A spirit isn’t meant to be hanging around in the mortal world unless it’s got a body to live in. It’s supposed to be on Carmichael’s El train, I guess, or in Paradise or Hell or Valhalla or something. Spirits are made of energy—they’re made of 99.9 percent pure, delicious, nutritious magic. Accept no substitute.
Spirits and sunrise go together like germs and bleach, respectively. The renewing forces flowing through the world with the new day wash over the planet like a silent, invisible tsunami, a riptide of magic that will inevitably wear away at even the strongest of mortal spells, giving them an effective shelf life if they aren’t maintained.
A wandering spirit, caught out beneath the sunrise, would be dissolved. It isn’t a question of standing in a shady spot, any more than standing in your kitchen would protect you from an oncoming tsunami. You have to get to somewhere that is actually safe, that is somehow shielded, sheltered, or otherwise lifted above the renewing riptide of sunrise.
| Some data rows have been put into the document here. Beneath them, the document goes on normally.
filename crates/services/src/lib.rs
pub mod services;
use chrono::Utc;
use sea_orm::{
    ActiveModelTrait, ColumnTrait, ConnectionTrait, DbErr, EntityTrait, QueryFilter, QueryOrder,
    QuerySelect, Set,
};
use serde::Serialize;
use uuid::Uuid;

use crate::entities::event_outbox;

/// Transactional outbox. Writers enqueue next to their own insert; the event
/// service drains unpublished rows into the realtime stream.
pub struct EventOutbox;

impl EventOutbox {
    pub async fn enqueue<C: ConnectionTrait, P: Serialize>(
        db: &C,
        event_type: &str,
        entity_type: &str,
        entity_uuid: Uuid,
        payload: &P,
    ) -> Result<(), DbErr> {
        let payload =
            serde_json::to_value(payload).map_err(|err| DbErr::Custom(err.to_string()))?;
        let active = event_outbox::ActiveModel {
            uuid: Set(Uuid::new_v4()),
            event_type: Set(event_type.to_string()),
            entity_type: Set(entity_type.to_string()),
            entity_uuid: Set(entity_uuid),
            payload: Set(payload),
            created_at: Set(Utc::now().into()),
            published_at: Set(None),
            attempts: Set(0),
            last_error: Set(None),
            ..Default::default()
        };

        active.insert(db).await?;
        Ok(())
    }

    pub async fn fetch_unpublished<C: ConnectionTrait>(
        db: &C,
        limit: u64,
    ) -> Result<Vec<event_outbox::Model>, DbErr> {
        event_outbox::Entity::find()
            .filter(event_outbox::Column::PublishedAt.is_null())
            .order_by_asc(event_outbox::Column::Id)
            .limit(limit)
            .all(db)
            .await
    }

    pub async fn mark_published<C: ConnectionTrait>(db: &C, id: i64) -> Result<(), DbErr> {
        event_outbox::Entity::update_many()
            .col_expr(
                event_outbox::Column::PublishedAt,
                sea_orm::sea_query::Expr::value(Utc::now()),
            )
            .filter(event_outbox::Column::Id.eq(id))
            .exec(db)
            .await?;
        Ok(())
    }

    /// Failed rows are parked as published so one bad payload cannot block
    /// the queue; the error stays on the row.
    pub async fn mark_failed<C: ConnectionTrait>(
        db: &C,
        id: i64,
        error: &str,
    ) -> Result<(), DbErr> {
        let record = event_outbox::Entity::find_by_id(id)
            .one(db)
            .await?
            .ok_or(DbErr::RecordNotFound(
                "Event outbox record not found".to_string(),
            ))?;

        let attempts = record.attempts + 1;
        let mut active: event_outbox::ActiveModel = record.into();
        active.attempts = Set(attempts);
        active.last_error = Set(Some(error.to_string()));
        active.published_at = Set(Some(Utc::now().into()));
        active.update(db).await?;
        Ok(())
    }
}
#[cfg(test)]
mod tests {
    use chrono::Utc;
    use db::models::notification::{CreateNotification, NotificationType};

    use super::*;

    fn notification(message: &str) -> Notification {
        Notification {
            id: Uuid::new_v4(),
            user_id: Uuid::new_v4(),
            notification_type: NotificationType::TaskCreated,
            message: message.to_string(),
            icon: "✅".to_string(),
            color: "#198754".to_string(),
            is_read: false,
            created_at: Utc::now(),
        }
    }

    #[test]
    fn toast_expires_after_lifetime_within_one_tick() {
        let start = Instant::now();
        let tick = Duration::from_millis(100);
        let mut queue = ToastQueue::new(Duration::from_millis(4000));
        queue.push(notification("a"), start);

        queue.tick(start + Duration::from_millis(3900));
        assert_eq!(queue.len(), 1);
        let view = &queue.views(start + Duration::from_millis(3000))[0];
        assert_eq!(view.remaining_ms, 1000);
        assert!((view.progress - 25.0).abs() < f64::EPSILON);

        queue.tick(start + Duration::from_millis(4000));
        assert!(queue.is_empty());

        queue.push(notification("b"), start);
        queue.tick(start + Duration::from_millis(4000) + tick);
        assert!(queue.is_empty());
    }

    #[test]
    fn manual_dismiss_is_immediate() {
        let now = Instant::now();
        let mut queue = ToastQueue::new(Duration::from_millis(4000));
        let first = notification("a");
        let id = first.id;
        queue.push(first, now);
        queue.push(notification("b"), now);

        assert!(queue.dismiss(id));
        assert!(!queue.dismiss(id));
        assert_eq!(queue.len(), 1);
    }

    #[test]
    fn center_counts_inserts_and_resets() {
        let center = NotificationCenter::new(Uuid::new_v4(), 2, Duration::from_millis(4000));
        let now = Instant::now();
        center.on_insert(notification("x"), now);
        assert_eq!(center.unread_count(), 3);
        assert_eq!(center.snapshot(now).toasts.len(), 1);

        center.reset_unread();
        assert_eq!(center.unread_count(), 0);
    }

    #[test]
    fn center_is_idle_only_without_toasts_and_recent_use() {
        let center = NotificationCenter::new(Uuid::new_v4(), 0, Duration::from_millis(4000));
        let now = Instant::now();
        let idle_after = Duration::from_secs(60);
        center.touch(now);

        assert!(!center.is_idle(now + Duration::from_secs(30), idle_after));
        assert!(center.is_idle(now + idle_after, idle_after));

        center.on_insert(notification("x"), now);
        assert!(!center.is_idle(now + idle_after, idle_after));
        center.tick(now + Duration::from_millis(4000));
        assert!(center.is_idle(now + idle_after, idle_after));
    }

    #[tokio::test]
    async fn idle_centers_are_dropped_and_reseeded_on_next_use() {
        use db::models::event_outbox::EventOutbox;
        use sea_orm::Database;
        use sea_orm_migration::MigratorTrait;
        use utils::msg_store::MsgStore;

        let pool = Database::connect("sqlite::memory:").await.unwrap();
        db_migration::Migrator::up(&pool, None).await.unwrap();
        let db = DBService { pool };
        let events = EventService::new(db.clone(), Arc::new(MsgStore::new()));
        let config = NotificationConfig {
            center_idle_secs: 60,
            ..NotificationConfig::default()
        };
        let centers = NotificationCenters::new(db.clone(), events, config);

        let busy = Uuid::new_v4();
        let quiet = Uuid::new_v4();
        let now = Instant::now();
        centers.center(busy).await.unwrap().on_insert(notification("x"), now);
        centers.center(quiet).await.unwrap();
        assert_eq!(centers.active_count().await, 2);

        assert_eq!(centers.evict_idle(now).await, 0);
        assert_eq!(centers.evict_idle(now + Duration::from_secs(61)).await, 1);
        assert_eq!(centers.active_count().await, 1);

        let rendered = CreateNotification {
            notification_type: NotificationType::TaskCreated,
            message: "Votre tâche".to_string(),
            icon: "✅".to_string(),
            color: "#198754".to_string(),
        };
        Notification::create(&db.pool, quiet, &rendered).await.unwrap();
        for _ in 0..40 {
            if EventOutbox::fetch_unpublished(&db.pool, 10).await.unwrap().is_empty() {
                break;
            }
            tokio::time::sleep(Duration::from_millis(50)).await;
        }
        assert_eq!(centers.snapshot(quiet).await.unwrap().unread_count, 1);
        assert_eq!(centers.active_count().await, 2);
    }

    #[tokio::test]
    async fn centers_seed_from_count_and_follow_the_stream() {
        use db::models::event_outbox::EventOutbox;
        use sea_orm::Database;
        use sea_orm_migration::MigratorTrait;
        use utils::msg_store::MsgStore;

        let pool = Database::connect("sqlite::memory:").await.unwrap();
        db_migration::Migrator::up(&pool, None).await.unwrap();
        let db = DBService { pool };
        let user = Uuid::new_v4();
        let rendered = CreateNotification {
            notification_type: NotificationType::NoteCreated,
            message: "Votre note".to_string(),
            icon: "✅".to_string(),
            color: "#FF570A".to_string(),
        };
        Notification::create(&db.pool, user, &rendered).await.unwrap();

        let events = EventService::new(db.clone(), Arc::new(MsgStore::new()));
        // Let the worker publish the first insert before anyone subscribes.
        for _ in 0..40 {
            if EventOutbox::fetch_unpublished(&db.pool, 10).await.unwrap().is_empty() {
                break;
            }
            tokio::time::sleep(Duration::from_millis(50)).await;
        }
        let centers = NotificationCenters::new(db.clone(), events, NotificationConfig::default());

        let seeded = centers.snapshot(user).await.unwrap();
        assert_eq!(seeded.unread_count, 1);

        Notification::create(&db.pool, user, &rendered).await.unwrap();
        let mut snapshot = seeded;
        for _ in 0..40 {
            tokio::time::sleep(Duration::from_millis(50)).await;
            snapshot = centers.snapshot(user).await.unwrap();
            if snapshot.unread_count == 2 {
                break;
            }
        }
        assert_eq!(snapshot.unread_count, 2);
        assert_eq!(snapshot.toasts.len(), 1);

        assert_eq!(centers.open_bell(user).await.unwrap(), 2);
        assert_eq!(centers.snapshot(user).await.unwrap().unread_count, 0);
        assert_eq!(Notification::count_unread(&db.pool, user).await.unwrap(), 0);
    }
}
I was a ghost, after all. So I ran for the one place I thought might shelter me, and that I could reach the quickest.
I ran for my grave.
I have my own grave, headstone already in place, the darned thing all dug out and open, just ready to receive me. It was a present from an enemy who, in retrospect, didn’t seem nearly as scary as she had been at the time. She’d been making a grand gesture in front of the seamier side of the supernatural community at large, delivering me a death threat while simultaneously demonstrating her ability to get me a grave in a boneyard with very exclusive access, convincing its management that it ought to break city ordinances and leave a gaping hole in the earth at the foot of my headstone. I don’t know what she’d bribed or threatened them with, but it had stayed where it was, yawning open in Chicago’s famous Graceland Cemetery, for years.
And maybe it would finally be useful as something other than a set piece for brooding.
I pulled Sir Stuart’s vanishing trick and realized that I couldn’t jump much farther than maybe three hundred yards at a hop. Still, I could do it a lot faster than running, and it didn’t seem to wear me out the way I would expect such a thing to do. It became an exercise like running itself—repeating the same process over and over to go from Point A to Point B.
I blinked through the front gate of Graceland, took a couple more hops, trying to find the right spot by this big Greek temple–looking mausoleum, and arrived, in a baseball player’s slide, at the gaping hole in the ground. My incorporeal body slid neatly over the white snow that ran right up to the edge of the grave, and I dropped into the cool, shady trench that had been prepared for me.
Sunlight washed over the world above a few heartbeats later. I heard it, felt it, the way I had once felt a minor earthquake through the soles of my shoes in Washington State. There was a harsh, clear, silvery note that hung in the air for a moment, like the after-tone of an enormous chime. I closed my eyes and scrunched up against the side of the grave that felt most likely to let me avoid obliteration.
I waited for several seconds.
Nothing happened.
It was dim and cool and quiet in my grave. It was . . . really quite restful.